BEGIN Material for the task

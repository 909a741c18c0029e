//! External collaborator ports: durable storage, artwork catalog, species data.

use async_trait::async_trait;
use nuzlocke_domain::{SpeciesId, VariantKey};

use super::error::{CatalogError, StoreError};

// =============================================================================
// Durable Storage Port
// =============================================================================

/// Flat string-keyed byte store.
///
/// Implementations only need last-write-wins semantics per key; the
/// persistence adapter never relies on ordering between keys.
#[cfg_attr(test, mockall::automock)]
#[async_trait]
pub trait KeyValueStore: Send + Sync {
    async fn get(&self, key: &str) -> Result<Option<Vec<u8>>, StoreError>;
    async fn set(&self, key: &str, value: Vec<u8>) -> Result<(), StoreError>;
    async fn delete(&self, key: &str) -> Result<(), StoreError>;
}

// =============================================================================
// Variant Catalog Port
// =============================================================================

/// Alternate artwork index, keyed by composition.
///
/// `body` is `None` for a plain creature. A composition with only a body is
/// looked up with the body passed as `head`.
#[cfg_attr(test, mockall::automock)]
#[async_trait]
pub trait VariantCatalog: Send + Sync {
    /// All variants available for a composition, in display order.
    async fn list_variants(
        &self,
        head: SpeciesId,
        body: Option<SpeciesId>,
    ) -> Result<Vec<VariantKey>, CatalogError>;

    /// The variant the user last chose for this composition, if any.
    async fn preferred_variant(
        &self,
        head: SpeciesId,
        body: Option<SpeciesId>,
    ) -> Result<Option<VariantKey>, CatalogError>;

    /// Remember (or forget, with `None`) the user's choice for a composition.
    async fn set_preferred_variant(
        &self,
        head: SpeciesId,
        body: Option<SpeciesId>,
        key: Option<VariantKey>,
    ) -> Result<(), CatalogError>;

    /// Warm whatever the catalog caches for one variant. Best effort.
    async fn prefetch_variant(
        &self,
        head: SpeciesId,
        body: Option<SpeciesId>,
        key: VariantKey,
    ) -> Result<(), CatalogError>;
}

// =============================================================================
// Species Lookup Port
// =============================================================================

/// Species numbers as the game data table knows them.
#[derive(Debug, Clone, Copy, PartialEq, Eq)]
pub struct SpeciesRef {
    pub species_id: SpeciesId,
    /// National-dex style number shown to the user.
    pub display_id: u32,
}

#[cfg_attr(test, mockall::automock)]
pub trait SpeciesLookup: Send + Sync {
    fn resolve_name(&self, species: SpeciesId) -> Option<String>;
    fn resolve_species(&self, display_id: u32) -> Option<SpeciesRef>;
}
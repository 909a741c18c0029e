//! In-memory state storage modules.
//!
//! Stores manage runtime state that durable storage only mirrors:
//! - `PlaythroughStore` - every loaded playthrough plus the active one

pub mod playthrough;

pub use playthrough::{PlaythroughStore, StoreEvent, SubscriptionId};
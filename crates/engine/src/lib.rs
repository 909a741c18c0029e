//! Nuzlocke tracker engine library.
//!
//! ## Structure
//!
//! - `stores/` - In-memory playthrough state with change subscriptions
//! - `use_cases/` - Encounter, playthrough and variant orchestration
//! - `persistence/` - Debounced mirroring of the store into a key-value store
//! - `infrastructure/` - Port traits and their adapters, settings, tracing
//! - `app` - Application composition

pub mod app;
pub mod infrastructure;
pub mod persistence;
pub mod stores;
pub mod use_cases;

pub use app::App;
//! Use cases - User story orchestration.
//!
//! Each module orchestrates one area across the store, persistence and the
//! external ports.

pub mod encounters;
pub mod playthroughs;
pub mod variants;

pub use encounters::EncounterUseCases;
pub use playthroughs::{PlaythroughSummary, PlaythroughUseCases};
pub use variants::VariantResolver;
//! Persistence adapter: mirrors the playthrough store into a key-value store.
//!
//! Layout under the configured prefix (default `nuzlocke`):
//!
//! | Key | Value |
//! |-----|-------|
//! | `<prefix>:index` | `{ "playthroughIds": [...], "activePlaythroughId": ... }` |
//! | `<prefix>:playthrough:<id>` | one playthrough record |
//!
//! Structural changes (create, delete, rename, switching the active
//! playthrough) are written immediately. Encounter edits are debounced. The
//! in-memory store is always authoritative: a flush writes whatever the store
//! holds at the moment it runs.

mod scheduler;

pub use scheduler::FlushScheduler;

use std::sync::Arc;
use std::time::Duration;

use nuzlocke_domain::{GameMode, Playthrough, PlaythroughId, PlaythroughName};
use serde::{Deserialize, Serialize};

use crate::infrastructure::ports::{ClockPort, KeyValueStore, StoreError};
use crate::stores::{PlaythroughStore, StoreEvent};

/// Persistence errors. Public entry points log these and carry on.
#[derive(Debug, thiserror::Error)]
pub enum PersistenceError {
    /// A stored value exists but is not a valid record.
    #[error("Corrupt record under {key}: {message}")]
    Corrupt { key: String, message: String },

    #[error(transparent)]
    Store(#[from] StoreError),

    #[error("Serialization error: {0}")]
    Serialization(String),
}

impl PersistenceError {
    pub fn corrupt(key: impl ToString, message: impl ToString) -> Self {
        Self::Corrupt {
            key: key.to_string(),
            message: message.to_string(),
        }
    }

    pub fn is_corrupt(&self) -> bool {
        matches!(self, Self::Corrupt { .. })
    }
}

/// Key naming for one storage namespace.
#[derive(Debug, Clone, PartialEq, Eq)]
pub struct StorageKeys {
    prefix: String,
}

impl StorageKeys {
    pub fn new(prefix: impl Into<String>) -> Self {
        Self {
            prefix: prefix.into(),
        }
    }

    pub fn index(&self) -> String {
        format!("{}:index", self.prefix)
    }

    pub fn playthrough(&self, id: PlaythroughId) -> String {
        format!("{}:playthrough:{}", self.prefix, id)
    }
}

#[derive(Debug, Default, Serialize, Deserialize)]
#[serde(rename_all = "camelCase")]
struct IndexRecord {
    #[serde(default)]
    playthrough_ids: Vec<PlaythroughId>,
    #[serde(default)]
    active_playthrough_id: Option<PlaythroughId>,
}

/// What `load_all` found.
#[derive(Debug, Clone, Default, PartialEq, Eq)]
pub struct LoadReport {
    pub loaded: usize,
    /// Ids listed in the index whose record was missing or corrupt.
    pub skipped: Vec<PlaythroughId>,
    /// Nothing could be loaded, so a fresh playthrough was created.
    pub created_default: bool,
}

/// Store-to-storage writer. Cheap to clone into the flush task.
#[derive(Clone)]
struct Writer {
    kv: Arc<dyn KeyValueStore>,
    store: Arc<PlaythroughStore>,
    keys: StorageKeys,
}

impl Writer {
    async fn write_record(&self, id: PlaythroughId) -> Result<(), PersistenceError> {
        // Snapshot under the read lock, serialize and write without it.
        let Some(snapshot) = self.store.get(id) else {
            tracing::debug!(playthrough_id = %id, "Playthrough gone before flush, skipping");
            return Ok(());
        };
        let bytes = serde_json::to_vec(&snapshot)
            .map_err(|e| PersistenceError::Serialization(e.to_string()))?;
        self.kv.set(&self.keys.playthrough(id), bytes).await?;
        Ok(())
    }

    async fn write_index(&self) -> Result<(), PersistenceError> {
        let index = IndexRecord {
            playthrough_ids: self.store.ids(),
            active_playthrough_id: self.store.active_id(),
        };
        let bytes =
            serde_json::to_vec(&index).map_err(|e| PersistenceError::Serialization(e.to_string()))?;
        self.kv.set(&self.keys.index(), bytes).await?;
        Ok(())
    }

    async fn flush_ids(&self, ids: Vec<PlaythroughId>) {
        for id in ids {
            if let Err(e) = self.write_record(id).await {
                tracing::warn!(playthrough_id = %id, error = %e, "Failed to save playthrough");
            }
        }
    }
}

/// Mirrors a [`PlaythroughStore`] into a [`KeyValueStore`].
pub struct PlaythroughPersistence {
    writer: Writer,
    scheduler: FlushScheduler,
    clock: Arc<dyn ClockPort>,
}

impl PlaythroughPersistence {
    pub fn new(
        kv: Arc<dyn KeyValueStore>,
        store: Arc<PlaythroughStore>,
        keys: StorageKeys,
        debounce: Duration,
        clock: Arc<dyn ClockPort>,
    ) -> Self {
        Self {
            writer: Writer { kv, store, keys },
            scheduler: FlushScheduler::new(debounce),
            clock,
        }
    }

    pub fn keys(&self) -> &StorageKeys {
        &self.writer.keys
    }

    // =========================================================================
    // Writes
    // =========================================================================

    /// Write one record (if given) and the index right away.
    pub async fn flush_now(&self, id: Option<PlaythroughId>) {
        if let Err(e) = self.try_flush_now(id).await {
            tracing::warn!(playthrough_id = ?id, error = %e, "Immediate save failed");
        }
    }

    pub(crate) async fn try_flush_now(&self, id: Option<PlaythroughId>) -> Result<(), PersistenceError> {
        if let Some(id) = id {
            self.writer.write_record(id).await?;
        }
        self.writer.write_index().await
    }

    /// Debounced save of one playthrough's record.
    pub fn schedule_deferred(&self, id: PlaythroughId) {
        let writer = self.writer.clone();
        self.scheduler
            .schedule(id, move |ids| async move { writer.flush_ids(ids).await });
        tracing::trace!(playthrough_id = %id, "Save scheduled");
    }

    /// Write everything still waiting for the debounce timer. Call on shutdown.
    pub async fn flush_pending(&self) {
        let ids = self.scheduler.take_pending();
        if !ids.is_empty() {
            tracing::debug!(count = ids.len(), "Flushing pending saves");
            self.writer.flush_ids(ids).await;
        }
    }

    /// Drop a playthrough's record and rewrite the index. The playthrough must
    /// already be gone from the store.
    pub async fn delete_record(&self, id: PlaythroughId) {
        self.scheduler.discard(id);
        let key = self.writer.keys.playthrough(id);
        if let Err(e) = self.writer.kv.delete(&key).await {
            tracing::warn!(playthrough_id = %id, error = %e, "Failed to delete playthrough record");
        }
        self.flush_now(None).await;
    }

    // =========================================================================
    // Load
    // =========================================================================

    /// Replace the store's contents with what durable storage holds.
    ///
    /// Corrupt or missing records are logged and skipped. If nothing loads, a
    /// fresh default playthrough is created, made active and saved.
    pub async fn load_all(&self) -> LoadReport {
        let index = self.read_index().await;
        let mut report = LoadReport::default();
        let mut loaded = Vec::with_capacity(index.playthrough_ids.len());

        for id in &index.playthrough_ids {
            match self.read_record(*id).await {
                Ok(Some(run)) => loaded.push(run),
                Ok(None) => {
                    tracing::warn!(playthrough_id = %id, "Indexed playthrough has no record, skipping");
                    report.skipped.push(*id);
                }
                Err(e) => {
                    tracing::error!(playthrough_id = %id, error = %e, "Skipping unreadable playthrough");
                    report.skipped.push(*id);
                }
            }
        }
        report.loaded = loaded.len();

        if loaded.is_empty() {
            let fresh = Playthrough::new(
                PlaythroughName::default_name(),
                GameMode::default(),
                self.clock.now(),
            );
            let id = fresh.id();
            self.writer.store.replace_all(vec![fresh], Some(id));
            self.writer.store.emit(StoreEvent::Loaded);
            report.created_default = true;
            tracing::info!(playthrough_id = %id, "No saved playthroughs, created a new one");
            self.flush_now(Some(id)).await;
            return report;
        }

        self.writer
            .store
            .replace_all(loaded, index.active_playthrough_id);
        self.writer.store.emit(StoreEvent::Loaded);
        tracing::info!(
            loaded = report.loaded,
            skipped = report.skipped.len(),
            "Playthroughs loaded"
        );
        report
    }

    async fn read_index(&self) -> IndexRecord {
        let key = self.writer.keys.index();
        match self.writer.kv.get(&key).await {
            Ok(Some(bytes)) => serde_json::from_slice(&bytes).unwrap_or_else(|e| {
                tracing::error!(key = %key, error = %e, "Corrupt playthrough index, starting empty");
                IndexRecord::default()
            }),
            Ok(None) => IndexRecord::default(),
            Err(e) => {
                tracing::warn!(key = %key, error = %e, "Failed to read playthrough index");
                IndexRecord::default()
            }
        }
    }

    pub(crate) async fn read_record(
        &self,
        id: PlaythroughId,
    ) -> Result<Option<Playthrough>, PersistenceError> {
        let key = self.writer.keys.playthrough(id);
        let Some(bytes) = self.writer.kv.get(&key).await? else {
            return Ok(None);
        };
        let run: Playthrough =
            serde_json::from_slice(&bytes).map_err(|e| PersistenceError::corrupt(&key, e))?;
        if run.id() != id {
            return Err(PersistenceError::corrupt(
                &key,
                format!("record holds playthrough {}", run.id()),
            ));
        }
        Ok(Some(run))
    }
}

END Material for the task

» **Task goal**:
Reply with one number, the count of lines in the records that include the word "VariantKey".

» **Reply**:
5